#[cfg(test)]
pub(crate) mod tests {
    use super::*;
    use crate::core::types::{FunctionType, NamedTypeClass, StructureVariant};

    use proptest::prelude::*;

    pub(crate) fn int32() -> TypeNode {
        TypeNode::new(4, 4, TypeKind::Integer { signed: true })
    }

    pub(crate) fn point() -> TypeNode {
        TypeNode::new(
            8,
            4,
            TypeKind::Structure {
                variant: StructureVariant::Struct,
                packed: false,
                members: vec![Member::new("x", 0, int32()), Member::new("y", 4, int32())],
            },
        )
    }

    pub(crate) fn point_result() -> ParseResult {
        ParseResult {
            types: vec![Declaration {
                name: "Point".into(),
                ty: point(),
            }],
            ..ParseResult::default()
        }
    }

    fn labels(node: &DisplayNode) -> Vec<&str> {
        node.children.iter().map(|c| c.label.as_str()).collect()
    }

    #[test]
    fn point_renders_members_by_name_and_offset() {
        let forest = render_result(&point_result());
        let types = forest.group("Types").unwrap();
        assert_eq!(labels(types), ["Point"]);

        let point = &types.children[0];
        assert_eq!(point.value, None);
        assert_eq!(point.children.len(), 1);
        let st = &point.children[0];
        assert_eq!(st.label, "struct");
        assert_eq!(labels(st), ["width", "alignment", "type", "packed", "members"]);
        assert_eq!(st.child_value("width"), Some("0x8"));
        assert_eq!(st.child_value("type"), Some("struct"));
        assert_eq!(st.child_value("packed"), Some("False"));

        let members = st.child("members").unwrap();
        assert_eq!(labels(members), ["x", "y"]);
        assert_eq!(members.children[0].value.as_deref(), Some("0x0"));
        assert_eq!(members.children[1].value.as_deref(), Some("0x4"));
        assert_eq!(members.children[1].children[0].label, "int");
        assert_eq!(members.children[1].children[0].child_value("signed"), Some("True"));
    }

    #[test]
    fn forest_always_has_three_groups_in_order() {
        let forest = render_result(&ParseResult::default());
        let names: Vec<_> = forest.groups.iter().map(|g| g.label.as_str()).collect();
        assert_eq!(names, ["Types", "Variables", "Functions"]);
        assert!(forest.groups.iter().all(|g| g.children.is_empty()));
    }

    #[test]
    fn unknown_class_renders_placeholder() {
        let node = render(&TypeNode::new(0x10, 2, TypeKind::Unknown));
        assert_eq!(node.label, "???");
        assert_eq!(labels(&node), ["width", "alignment"]);
        assert_eq!(node.child_value("width"), Some("0x10"));
    }

    #[test]
    fn scalar_labels() {
        let cases = [
            (TypeKind::Void, "void"),
            (TypeKind::Bool, "bool"),
            (TypeKind::Float, "float"),
            (TypeKind::VarArgs, "varargs"),
            (TypeKind::Value, "ValueTypeClass"),
            (TypeKind::WideChar, "wchar"),
        ];
        for (kind, label) in cases {
            let node = render(&TypeNode::new(2, 2, kind));
            assert_eq!(node.label, label);
            assert_eq!(labels(&node), ["width", "alignment"]);
        }
    }

    #[test]
    fn array_of_pointers() {
        let ptr = TypeNode::new(
            8,
            8,
            TypeKind::Pointer {
                target: Box::new(int32()),
            },
        );
        let arr = TypeNode::new(
            0xa0,
            8,
            TypeKind::Array {
                count: 20,
                element_type: Box::new(ptr),
            },
        );
        let node = render(&arr);
        assert_eq!(labels(&node), ["width", "alignment", "count", "element_type"]);
        assert_eq!(node.child_value("width"), Some("0xa0"));
        assert_eq!(node.child_value("count"), Some("0x14"));
        let elem = node.child("element_type").unwrap();
        assert_eq!(elem.children.len(), 1);
        assert_eq!(elem.children[0].label, "pointer");
        let target = elem.children[0].child("target").unwrap();
        assert_eq!(labels(target), ["int"]);
    }

    #[test]
    fn function_rows() {
        let f = TypeNode::new(
            0,
            1,
            TypeKind::Function(FunctionType {
                stack_adjustment: -8,
                calling_convention: None,
                has_variable_arguments: true,
                can_return: false,
                return_value: Box::new(TypeNode::new(0, 1, TypeKind::Void)),
                parameters: vec![Member::new("fmt", 0, int32()), Member::new("n", 1, int32())],
            }),
        );
        let node = render(&f);
        assert_eq!(node.label, "function");
        assert_eq!(
            labels(&node),
            [
                "width",
                "alignment",
                "stack_adjustment",
                "calling_convention",
                "has_variable_arguments",
                "can_return",
                "return_value",
                "parameters",
            ]
        );
        assert_eq!(node.child_value("stack_adjustment"), Some("-0x8"));
        assert_eq!(node.child_value("calling_convention"), Some("None"));
        assert_eq!(node.child_value("has_variable_arguments"), Some("True"));
        assert_eq!(node.child_value("can_return"), Some("False"));
        assert_eq!(labels(node.child("return_value").unwrap()), ["void"]);
        let params = node.child("parameters").unwrap();
        assert_eq!(labels(params), ["fmt", "n"]);
        assert_eq!(params.children[1].value.as_deref(), Some("0x1"));
    }

    #[test]
    fn calling_convention_name_is_shown() {
        let f = TypeNode::new(
            0,
            1,
            TypeKind::Function(FunctionType {
                stack_adjustment: 0,
                calling_convention: Some("stdcall".into()),
                has_variable_arguments: false,
                can_return: true,
                return_value: Box::new(int32()),
                parameters: Vec::new(),
            }),
        );
        let node = render(&f);
        assert_eq!(node.child_value("calling_convention"), Some("stdcall"));
        assert!(node.child("parameters").unwrap().children.is_empty());
    }

    #[test]
    fn named_reference_keeps_type_id_verbatim() {
        let named = TypeNode::new(
            0,
            1,
            TypeKind::NamedTypeReference {
                named_type_class: NamedTypeClass::Struct,
                type_id: "a1b2:Point".into(),
                name: "Point".into(),
            },
        );
        let node = render(&named);
        assert_eq!(node.label, "named_type");
        assert_eq!(node.child_value("named_type_class"), Some("struct"));
        assert_eq!(node.child_value("type_id"), Some("a1b2:Point"));
        assert_eq!(node.child_value("name"), Some("Point"));
    }

    #[test]
    fn enumeration_members() {
        let e = TypeNode::new(
            4,
            4,
            TypeKind::Enumeration {
                members: vec![Member::new("RED", 0, int32()), Member::new("BLUE", 2, int32())],
            },
        );
        let node = render(&e);
        assert_eq!(node.label, "enum");
        assert_eq!(labels(&node), ["width", "alignment", "members"]);
        assert_eq!(labels(node.child("members").unwrap()), ["RED", "BLUE"]);
    }

    #[test]
    fn hex_formatting() {
        assert_eq!(hex(0), "0x0");
        assert_eq!(hex(255), "0xff");
        assert_eq!(hex_signed(0), "0x0");
        assert_eq!(hex_signed(16), "0x10");
        assert_eq!(hex_signed(-8), "-0x8");
        assert_eq!(hex_signed(i64::MIN), "-0x8000000000000000");
    }

    #[test]
    fn text_dump() {
        let text = render_result(&point_result()).to_text();
        let expected = "\
Types
  Point
    struct
      width: 0x8
      alignment: 0x4
      type: struct
      packed: False
      members
        x: 0x0
          int
            width: 0x4
            alignment: 0x4
            signed: True
        y: 0x4
          int
            width: 0x4
            alignment: 0x4
            signed: True
Variables
Functions
";
        assert_eq!(text, expected);
    }

    #[test]
    fn json_dump_omits_empty_fields() {
        let json = serde_json::to_value(render_result(&ParseResult::default())).unwrap();
        assert_eq!(
            json,
            serde_json::json!([
                {"label": "Types"},
                {"label": "Variables"},
                {"label": "Functions"}
            ])
        );
    }

    // ── properties ──────────────────────────────────────────────

    fn arb_member(inner: impl Strategy<Value = TypeNode>) -> impl Strategy<Value = Member> {
        ("[a-z_][a-z0-9_]{0,6}", any::<u64>(), inner)
            .prop_map(|(name, offset, ty)| Member::new(name, offset, ty))
    }

    fn arb_type() -> impl Strategy<Value = TypeNode> {
        let leaf = (any::<u64>(), any::<u64>(), 0u8..8).prop_map(|(w, a, tag)| {
            let kind = match tag {
                0 => TypeKind::Void,
                1 => TypeKind::Bool,
                2 => TypeKind::Integer { signed: w % 2 == 0 },
                3 => TypeKind::Float,
                4 => TypeKind::VarArgs,
                5 => TypeKind::Value,
                6 => TypeKind::WideChar,
                _ => TypeKind::Unknown,
            };
            TypeNode::new(w, a, kind)
        });
        leaf.prop_recursive(4, 48, 4, |inner| {
            prop_oneof![
                (any::<u64>(), any::<bool>(), prop::collection::vec(arb_member(inner.clone()), 0..4))
                    .prop_map(|(w, packed, members)| TypeNode::new(
                        w,
                        8,
                        TypeKind::Structure {
                            variant: StructureVariant::Struct,
                            packed,
                            members,
                        },
                    )),
                inner.clone().prop_map(|t| TypeNode::new(
                    8,
                    8,
                    TypeKind::Pointer { target: Box::new(t) },
                )),
                (any::<u64>(), inner.clone()).prop_map(|(count, t)| TypeNode::new(
                    t.width.wrapping_mul(count),
                    t.alignment,
                    TypeKind::Array {
                        count,
                        element_type: Box::new(t),
                    },
                )),
                (any::<i64>(), inner.clone(), prop::collection::vec(arb_member(inner), 0..3))
                    .prop_map(|(adj, ret, parameters)| TypeNode::new(
                        0,
                        1,
                        TypeKind::Function(FunctionType {
                            stack_adjustment: adj,
                            calling_convention: None,
                            has_variable_arguments: false,
                            can_return: true,
                            return_value: Box::new(ret),
                            parameters,
                        }),
                    )),
            ]
        })
    }

    fn nested<'a>(node: &'a DisplayNode, label: &str) -> &'a DisplayNode {
        &node.child(label).unwrap().children[0]
    }

    /// Walk a type and its rendering in lockstep, checking the width and
    /// alignment rows of every node.
    fn check_sizes(ty: &TypeNode, node: &DisplayNode) {
        assert_eq!(node.child_value("width"), Some(hex(ty.width).as_str()));
        assert_eq!(node.child_value("alignment"), Some(hex(ty.alignment).as_str()));
        match &ty.kind {
            TypeKind::Structure { members, .. } | TypeKind::Enumeration { members } => {
                let group = node.child("members").unwrap();
                for (m, row) in members.iter().zip(&group.children) {
                    check_sizes(&m.ty, &row.children[0]);
                }
            }
            TypeKind::Pointer { target } => check_sizes(target, nested(node, "target")),
            TypeKind::Array { element_type, .. } => {
                check_sizes(element_type, nested(node, "element_type"))
            }
            TypeKind::Function(f) => {
                check_sizes(&f.return_value, nested(node, "return_value"));
                let group = node.child("parameters").unwrap();
                for (p, row) in f.parameters.iter().zip(&group.children) {
                    check_sizes(&p.ty, &row.children[0]);
                }
            }
            _ => {}
        }
    }

    proptest! {
        #[test]
        fn render_is_deterministic(ty in arb_type()) {
            prop_assert_eq!(render(&ty), render(&ty));
        }

        #[test]
        fn sizes_round_trip_through_hex(ty in arb_type()) {
            check_sizes(&ty, &render(&ty));
        }

        #[test]
        fn members_keep_count_and_order(members in prop::collection::vec(arb_member(arb_type()), 0..8)) {
            let ty = TypeNode::new(0, 1, TypeKind::Structure {
                variant: StructureVariant::Union,
                packed: true,
                members: members.clone(),
            });
            let node = render(&ty);
            let group = node.child("members").unwrap();
            prop_assert_eq!(group.children.len(), members.len());
            for (m, row) in members.iter().zip(&group.children) {
                prop_assert_eq!(&row.label, &m.name);
                prop_assert_eq!(row.value.clone(), Some(hex(m.offset)));
            }
        }

        #[test]
        fn booleans_are_words(signed in any::<bool>()) {
            let node = render(&TypeNode::new(4, 4, TypeKind::Integer { signed }));
            let v = node.child_value("signed").unwrap();
            prop_assert!(v == "True" || v == "False");
        }
    }
}
//! Central application state.
//!
//! All mutable state lives here so that the rest of the app can be pure
//! functions over `&AppState` (rendering) or `&mut AppState` (event handling).

use ratatui::layout::Rect;

use crate::config::AppConfig;
use crate::core::{
    editor::TextBuffer,
    platform::{PlatformRef, PlatformRegistry},
    tree::{NodeId, ViewTree},
};
use crate::prefs::SettingsStore;
use crate::ui::layout::{error_box_height, AppLayout};
use crate::ui::tree_widget::TreeWidgetState;

use super::session::{Session, UpdateOutcome};

/// Which view / overlay is currently active.
#[derive(Debug, Clone, Copy, PartialEq, Eq, Default)]
pub enum ActiveView {
    #[default]
    Main,
    PlatformPicker,
}

/// Which pane receives keyboard input on the main view.
#[derive(Debug, Clone, Copy, PartialEq, Eq, Default)]
pub enum PaneFocus {
    #[default]
    Editor,
    Tree,
}

/// Top-level application state.
pub struct AppState {
    /// Platform, source text, last rendering and current error.
    pub session: Session,
    /// The declarations being edited.
    pub editor: TextBuffer,
    /// Expandable rows built from the last good rendering.
    pub view: ViewTree,
    /// Widget-level state (selection, scroll).
    pub tree_state: TreeWidgetState,
    pub focus: PaneFocus,
    /// Which view / overlay is currently shown.
    pub active_view: ActiveView,
    /// Platforms offered by the picker, fetched when it opens.
    pub platforms: Vec<PlatformRef>,
    /// Highlighted row in the picker.
    pub picker_selected: usize,
    /// User-configurable keybindings and display settings.
    pub config: AppConfig,
    /// Controls the main event loop.
    pub should_quit: bool,
    /// An optional status message shown in the bottom bar.
    pub status_message: Option<String>,
    /// Last full terminal area, for mouse hit-testing.
    pub terminal_area: Rect,
    registry: Box<dyn PlatformRegistry>,
    store: Box<dyn SettingsStore>,
}

impl AppState {
    /// Restore the last session from `store` and render it once.
    /// `platform` overrides both the configured default and the persisted
    /// choice.
    pub fn new(
        config: AppConfig,
        registry: Box<dyn PlatformRegistry>,
        store: Box<dyn SettingsStore>,
        platform: Option<PlatformRef>,
    ) -> Self {
        let mut session = Session::restore(store.as_ref(), &config.default_platform);
        if let Some(platform) = platform {
            session.platform = platform;
        }
        let editor = TextBuffer::from_text(&session.source);

        let mut state = Self {
            session,
            editor,
            view: ViewTree::default(),
            tree_state: TreeWidgetState::default(),
            focus: PaneFocus::default(),
            active_view: ActiveView::default(),
            platforms: Vec::new(),
            picker_selected: 0,
            config,
            should_quit: false,
            status_message: None,
            terminal_area: Rect::default(),
            registry,
            store,
        };
        state.refresh();
        state
    }

    pub fn layout(&self) -> AppLayout {
        let message = self.session.error.as_ref().map(|e| e.message.as_str());
        let error_height = error_box_height(message, self.terminal_area.width);
        AppLayout::from_area(self.terminal_area, error_height)
    }

    /// Push the editor text into the session and re-render.
    pub fn apply_source_edit(&mut self) {
        self.session.set_source(&self.editor.text());
        self.refresh();
    }

    fn refresh(&mut self) {
        let outcome = self
            .session
            .update_types(self.registry.as_ref(), self.store.as_mut());
        if outcome == UpdateOutcome::Rendered {
            self.rebuild_view();
        }
    }

    /// Rebuild the row tree from the session's forest.  Everything is
    /// expanded; scroll offsets are kept and the selection is clamped.
    pub fn rebuild_view(&mut self) {
        let Some(forest) = self.session.forest.as_ref() else {
            return;
        };
        self.view = ViewTree::from_forest(forest);
        self.view.expand_all();

        let count = self.view.visible_nodes().len();
        self.tree_state.selected = self.tree_state.selected.min(count.saturating_sub(1));
    }

    // ── platforms ───────────────────────────────────────────────

    pub fn open_platform_picker(&mut self) {
        match self.registry.list_platforms() {
            Ok(platforms) if !platforms.is_empty() => {
                self.picker_selected = platforms
                    .iter()
                    .position(|p| *p == self.session.platform)
                    .unwrap_or(0);
                self.platforms = platforms;
                self.active_view = ActiveView::PlatformPicker;
            }
            Ok(_) => {
                self.status_message = Some("type host reported no platforms".into());
            }
            Err(e) => {
                tracing::warn!("listing platforms failed: {e}");
                self.status_message = Some(format!("cannot list platforms: {e}"));
            }
        }
    }

    /// Switch to the highlighted picker entry and close the picker.
    pub fn confirm_platform(&mut self) {
        self.active_view = ActiveView::Main;
        let Some(platform) = self.platforms.get(self.picker_selected).cloned() else {
            return;
        };
        if platform == self.session.platform {
            return;
        }
        let outcome = self.session.select_platform(
            platform,
            self.registry.as_ref(),
            self.store.as_mut(),
        );
        if outcome == UpdateOutcome::Rendered {
            self.rebuild_view();
        }
    }

    // ── tree helpers ────────────────────────────────────────────

    /// Node under the tree selection, if any.
    pub fn selected_node(&self) -> Option<NodeId> {
        self.view.visible_nodes().get(self.tree_state.selected).copied()
    }

    /// Point the selection at `id` if it is visible.
    pub fn select_node(&mut self, id: NodeId) {
        if let Some(idx) = self.view.visible_nodes().iter().position(|&n| n == id) {
            self.tree_state.selected = idx;
        }
    }
}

# # # # #

Work item.
Copy the material above word for word, taking the first line, the line containing "pub(crate) fn int32()", and every line between them, and nothing else.

Exercise result.
#[cfg(test)]
pub(crate) mod tests {
    use super::*;
    use crate::core::types::{FunctionType, NamedTypeClass, StructureVariant};

    use proptest::prelude::*;

    pub(crate) fn int32() -> TypeNode {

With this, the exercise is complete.